Demand for a good or service is the quantity that purchasers are willing and able to buy at a given price in a given period of time.
What is the basic law of demand ?
Demand varies inversely with price - lower prices makes products more affordable for consumers
What is Utility ?
Is a measure of the satisfaction that we get from purchasing and consuming a good or a service
What is total utility
The total satisfaction from a given level of consumption
Marginal utility
The change in satisfaction from consuming an extra unit
Derived demand
Is the demand for a factor of production used to produce another good or service
Composite demand
Exists where goods have more than one use - an increase in the demand for one product leads to a fall in supply of the other
What is supply ?
Supply is the quantity of a good or service that a producer is willing and able to supply onto the market at a given price in a given time period
The basic law of supply
Is that as the price of a product rises, so businesses expand supply to the market
A supply curve
Shows a relationship between market price and how much a firm is willing and able to sell
Joint supply
Is where an increase or decrease in the supply of one good leads to an increase or decrease in supply of a by product
Equilibrium
Means a state of equality or balance between market demand and supply
Points of disequilibrium
Prices where demand and supply are out of balance are
Key Advantages from Specialisation ?
Higher labour productivity and business profits
- learning by doing increases output per hour worked
- higher productivity lowers the unit cost of supply
- increased productivity leads to higher profits for business
Specialisation creates surplus output that can then be traded internationally
- The theory of comparative advantage is key to this
- Businesses/countries specialise in areas of relative advantage
Lower prices, higher real incomes an GDP growth
- lower prices gives consumers greater real purchasing power
- higher productivity allows business to pay increases wages
- successful specialisation is one of the key causes of growth
Disadvantages of Specialisation and Division of Labour
- Unrewarding, repetitive work that requires little skill can lower motivation and eventually causes lower productivity.

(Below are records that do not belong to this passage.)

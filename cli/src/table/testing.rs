use chrono::{Duration, TimeZone, Utc};
use common::{Job, JobFilter, JobId, JobState, QueryChange};
use std::cell::{Cell, RefCell};
use std::ops::Range;
use std::rc::Rc;
use tokio::sync::{Notify, Semaphore};

use super::provider::JobSource;

pub fn job(index: usize, queue: &str) -> Job {
    let id = if queue.is_empty() {
        format!("job-{}", index)
    } else {
        format!("{}-job-{}", queue, index)
    };
    Job {
        id: JobId(id),
        queue: if queue.is_empty() { "default".to_string() } else { queue.to_string() },
        job_set: "set".to_string(),
        owner: "tester".to_string(),
        priority: 0.0,
        submitted: Utc.with_ymd_and_hms(2024, 1, 1, 0, 0, 0).unwrap() + Duration::seconds(index as i64),
        cancelled: None,
        state: JobState::Queued,
        runs: Vec::new(),
    }
}

pub fn jobs(range: Range<usize>) -> Vec<Job> {
    range.map(|i| job(i, "")).collect()
}

/// In-memory `JobSource` that records every call.
pub struct FakeSource {
    total: Cell<usize>,
    filter: RefCell<JobFilter>,
    calls: RefCell<Vec<(usize, usize)>>,
    updates: RefCell<Vec<QueryChange>>,
    fail_next: Cell<bool>,
    fail_next_update: Cell<bool>,
    pad: Cell<usize>,
    gate: Option<Rc<Semaphore>>,
    entered: Rc<Notify>,
}

impl FakeSource {
    pub fn with_rows(total: usize) -> Self {
        Self {
            total: Cell::new(total),
            filter: RefCell::new(JobFilter::default()),
            calls: RefCell::new(Vec::new()),
            updates: RefCell::new(Vec::new()),
            fail_next: Cell::new(false),
            fail_next_update: Cell::new(false),
            pad: Cell::new(0),
            gate: None,
            entered: Rc::new(Notify::new()),
        }
    }

    /// Park each fetch until it can take a permit from `gate`.
    pub fn gated(mut self, gate: Rc<Semaphore>) -> Self {
        self.gate = Some(gate);
        self
    }

    /// Notified whenever a fetch starts.
    pub fn entered(&self) -> Rc<Notify> {
        self.entered.clone()
    }

    pub fn fail_next(&self) {
        self.fail_next.set(true);
    }

    pub fn fail_next_update(&self) {
        self.fail_next_update.set(true);
    }

    /// Return `extra` rows more than were asked for.
    pub fn pad_results(&self, extra: usize) {
        self.pad.set(extra);
    }

    pub fn set_total(&self, total: usize) {
        self.total.set(total);
    }

    pub fn calls(&self) -> Vec<(usize, usize)> {
        self.calls.borrow().clone()
    }

    pub fn updates(&self) -> Vec<QueryChange> {
        self.updates.borrow().clone()
    }

    pub fn filter(&self) -> JobFilter {
        self.filter.borrow().clone()
    }
}

impl JobSource for FakeSource {
    async fn fetch_rows(&self, start: usize, stop: usize) -> anyhow::Result<Vec<Job>> {
        self.calls.borrow_mut().push((start, stop));
        self.entered.notify_one();
        if let Some(gate) = &self.gate {
            gate.acquire().await?.forget();
        }
        if self.fail_next.replace(false) {
            anyhow::bail!("backend unavailable");
        }

        let queue = self.filter.borrow().queue.clone();
        let end = stop.min(self.total.get()).max(start);
        let mut rows: Vec<Job> = (start..end).map(|i| job(i, &queue)).collect();
        for i in 0..self.pad.get() {
            rows.push(job(stop + i, &queue));
        }
        Ok(rows)
    }

    async fn update_query(&self, change: QueryChange) -> anyhow::Result<()> {
        tokio::task::yield_now().await;
        if self.fail_next_update.replace(false) {
            anyhow::bail!("filter rejected");
        }
        self.updates.borrow_mut().push(change.clone());
        self.filter.borrow_mut().apply(change);
        Ok(())
    }
}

- Workers may take less pride in their work and quality suffers.
- Dissatisfied workers become less punctual at work and the rate of absenteeism increases.
- Many people may choose to move to less boring jobs creating a problem of high worker turnover for businesses. The highest labour turnover is in retailing, hotels, catering and leisure, call centres and other lower-paid private sector services groups.

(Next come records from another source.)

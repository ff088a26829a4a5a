use anyhow::{anyhow, Result};
use chrono::{DateTime, Utc};
use serde::{Deserialize, Serialize};
use std::str::FromStr;

#[derive(Debug, Clone, Serialize, Deserialize, PartialEq, Eq, PartialOrd, Ord, Hash)]
pub struct JobId(pub String);

impl std::fmt::Display for JobId {
    fn fmt(&self, f: &mut std::fmt::Formatter<'_>) -> std::fmt::Result {
        write!(f, "{}", self.0)
    }
}

impl From<&str> for JobId {
    fn from(s: &str) -> Self {
        JobId(s.to_string())
    }
}

#[derive(Debug, Clone, Copy, Serialize, Deserialize, PartialEq, Eq, PartialOrd, Ord, Hash)]
#[serde(rename_all = "SCREAMING_SNAKE_CASE")]
pub enum JobState {
    Queued,
    Pending,
    Running,
    Succeeded,
    Failed,
    Cancelled,
}

impl JobState {
    pub const ALL: [JobState; 6] = [
        JobState::Queued,
        JobState::Pending,
        JobState::Running,
        JobState::Succeeded,
        JobState::Failed,
        JobState::Cancelled,
    ];

    pub fn as_str(&self) -> &'static str {
        match self {
            JobState::Queued => "QUEUED",
            JobState::Pending => "PENDING",
            JobState::Running => "RUNNING",
            JobState::Succeeded => "SUCCEEDED",
            JobState::Failed => "FAILED",
            JobState::Cancelled => "CANCELLED",
        }
    }

    /// Storage code used by the daemon's `job.state` column.
    pub fn code(&self) -> i64 {
        match self {
            JobState::Queued => 1,
            JobState::Pending => 2,
            JobState::Running => 3,
            JobState::Succeeded => 4,
            JobState::Failed => 5,
            JobState::Cancelled => 6,
        }
    }

    pub fn from_code(code: i64) -> Option<Self> {
        JobState::ALL.iter().copied().find(|s| s.code() == code)
    }

    /// Jobs that have not reached a terminal state can still be cancelled.
    pub fn is_cancellable(&self) -> bool {
        matches!(self, JobState::Queued | JobState::Pending | JobState::Running)
    }
}

impl std::fmt::Display for JobState {
    fn fmt(&self, f: &mut std::fmt::Formatter<'_>) -> std::fmt::Result {
        f.write_str(self.as_str())
    }
}

impl FromStr for JobState {
    type Err = anyhow::Error;

    fn from_str(s: &str) -> Result<Self> {
        let wanted = s.trim().to_uppercase();
        JobState::ALL
            .iter()
            .copied()
            .find(|state| state.as_str() == wanted)
            .ok_or_else(|| anyhow!("Invalid job state: {}", s))
    }
}

/// One attempt at running a job on a cluster.
#[derive(Debug, Clone, Serialize, Deserialize, PartialEq)]
pub struct Run {
    pub k8s_id: String,
    pub cluster: String,
    #[serde(default)]
    pub node: Option<String>,
    #[serde(default)]
    pub succeeded: Option<bool>,
    #[serde(default)]
    pub error: Option<String>,
    #[serde(default)]
    pub created: Option<DateTime<Utc>>,
    #[serde(default)]
    pub started: Option<DateTime<Utc>>,
    #[serde(default)]
    pub finished: Option<DateTime<Utc>>,
}

impl Run {
    /// State a job is in when this is its latest run.
    pub fn job_state(&self) -> JobState {
        if self.finished.is_some() {
            if self.succeeded.unwrap_or(false) {
                JobState::Succeeded
            } else {
                JobState::Failed
            }
        } else if self.started.is_some() {
            JobState::Running
        } else if self.created.is_some() {
            JobState::Pending
        } else {
            JobState::Queued
        }
    }
}

#[derive(Debug, Clone, Serialize, Deserialize, PartialEq)]
pub struct Job {
    pub id: JobId,
    pub queue: String,
    pub job_set: String,
    pub owner: String,
    #[serde(default)]
    pub priority: f64,
    pub submitted: DateTime<Utc>,
    #[serde(default)]
    pub cancelled: Option<DateTime<Utc>>,
    pub state: JobState,
    #[serde(default)]
    pub runs: Vec<Run>,
}

/// What a client sends to create a job; the daemon assigns id, time and state.
#[derive(Debug, Clone, Serialize, Deserialize)]
pub struct JobSubmission {
    pub queue: String,
    pub job_set: String,
    pub owner: String,
    pub priority: f64,
}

- Some workers receive little training and may not be able to find alternative jobs if they find themselves out of work - they may then suffer structural unemployment / occupational immobility
- Mass-produced standardized goods lack variety for consumers.
Causes of Shifts in the Demand Curve
- Changing prices of a substitute goods or services in competitive demand
- Changing price of a complements – i.e. products in joint demand
- Changes in the real income of consumers
- When real income goes up, our ability to purchase goods and services increases, and this causes an outward shift in the demand curve.

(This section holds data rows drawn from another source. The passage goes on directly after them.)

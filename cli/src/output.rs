use comfy_table::Table;
use common::{Job, Run};

fn time_or_dash(t: Option<chrono::DateTime<chrono::Utc>>) -> String {
    t.map(|t| t.format("%Y-%m-%d %H:%M:%S").to_string())
        .unwrap_or_else(|| "-".to_string())
}

/// One-shot listing used by `lookout list`.
pub fn jobs_table(jobs: &[Job]) -> Table {
    let mut table = Table::new();
    table.set_header(vec!["Id", "Queue", "Job Set", "Owner", "Submitted", "State", "Runs"]);
    for job in jobs {
        table.add_row(vec![
            job.id.0.clone(),
            job.queue.clone(),
            job.job_set.clone(),
            job.owner.clone(),
            job.submitted.format("%Y-%m-%d %H:%M:%S").to_string(),
            job.state.to_string(),
            job.runs.len().to_string(),
        ]);
    }
    table
}

/// Scheduling history: one row per run, oldest first.
pub fn runs_table(runs: &[Run]) -> Table {
    let mut table = Table::new();
    table.set_header(vec!["Run", "Cluster", "Node", "Created", "Started", "Finished", "Result"]);
    for run in runs {
        let result = match (run.succeeded, &run.error) {
            (Some(true), _) => "succeeded".to_string(),
            (Some(false), Some(e)) => format!("failed: {}", e),
            (Some(false), None) => "failed".to_string(),
            (None, _) => "-".to_string(),
        };
        table.add_row(vec![
            run.k8s_id.clone(),
            run.cluster.clone(),
            run.node.clone().unwrap_or_else(|| "-".to_string()),
            time_or_dash(run.created),
            time_or_dash(run.started),
            time_or_dash(run.finished),
            result,
        ]);
    }
    table
}

pub fn job_detail(job: &Job) -> String {
    let mut out = String::new();
    out.push_str("Job Details:\n");
    out.push_str(&format!("  ID:        {}\n", job.id));
    out.push_str(&format!("  Queue:     {}\n", job.queue));
    out.push_str(&format!("  Job Set:   {}\n", job.job_set));
    out.push_str(&format!("  Owner:     {}\n", job.owner));
    out.push_str(&format!("  Priority:  {}\n", job.priority));
    out.push_str(&format!("  Submitted: {}\n", time_or_dash(Some(job.submitted))));
    out.push_str(&format!("  Cancelled: {}\n", time_or_dash(job.cancelled)));
    out.push_str(&format!("  State:     {}\n", job.state));
    if job.runs.is_empty() {
        out.push_str("Scheduling history: none\n");
    } else {
        out.push_str("Scheduling history:\n");
        out.push_str(&runs_table(&job.runs).to_string());
        out.push('\n');
    }
    out
}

- But when incomes fall there will be a decrease in demand, except for inferior goods - Changes in the distribution of income - a more equal distribution of income can increase total demand because relatively poorer consumers spend a higher proportion of their income
- The effects of advertising and marketing
- Interest rates and demand (e.g. affecting the cost of credit)
- Changes in the size and age structure of a population
- Seasonal factors for some goods and services
- Social and emotional factors
Seasonal Demand for Goods and Services
Seasonality refers to fluctuations in output and sales related to the seasonal of the year.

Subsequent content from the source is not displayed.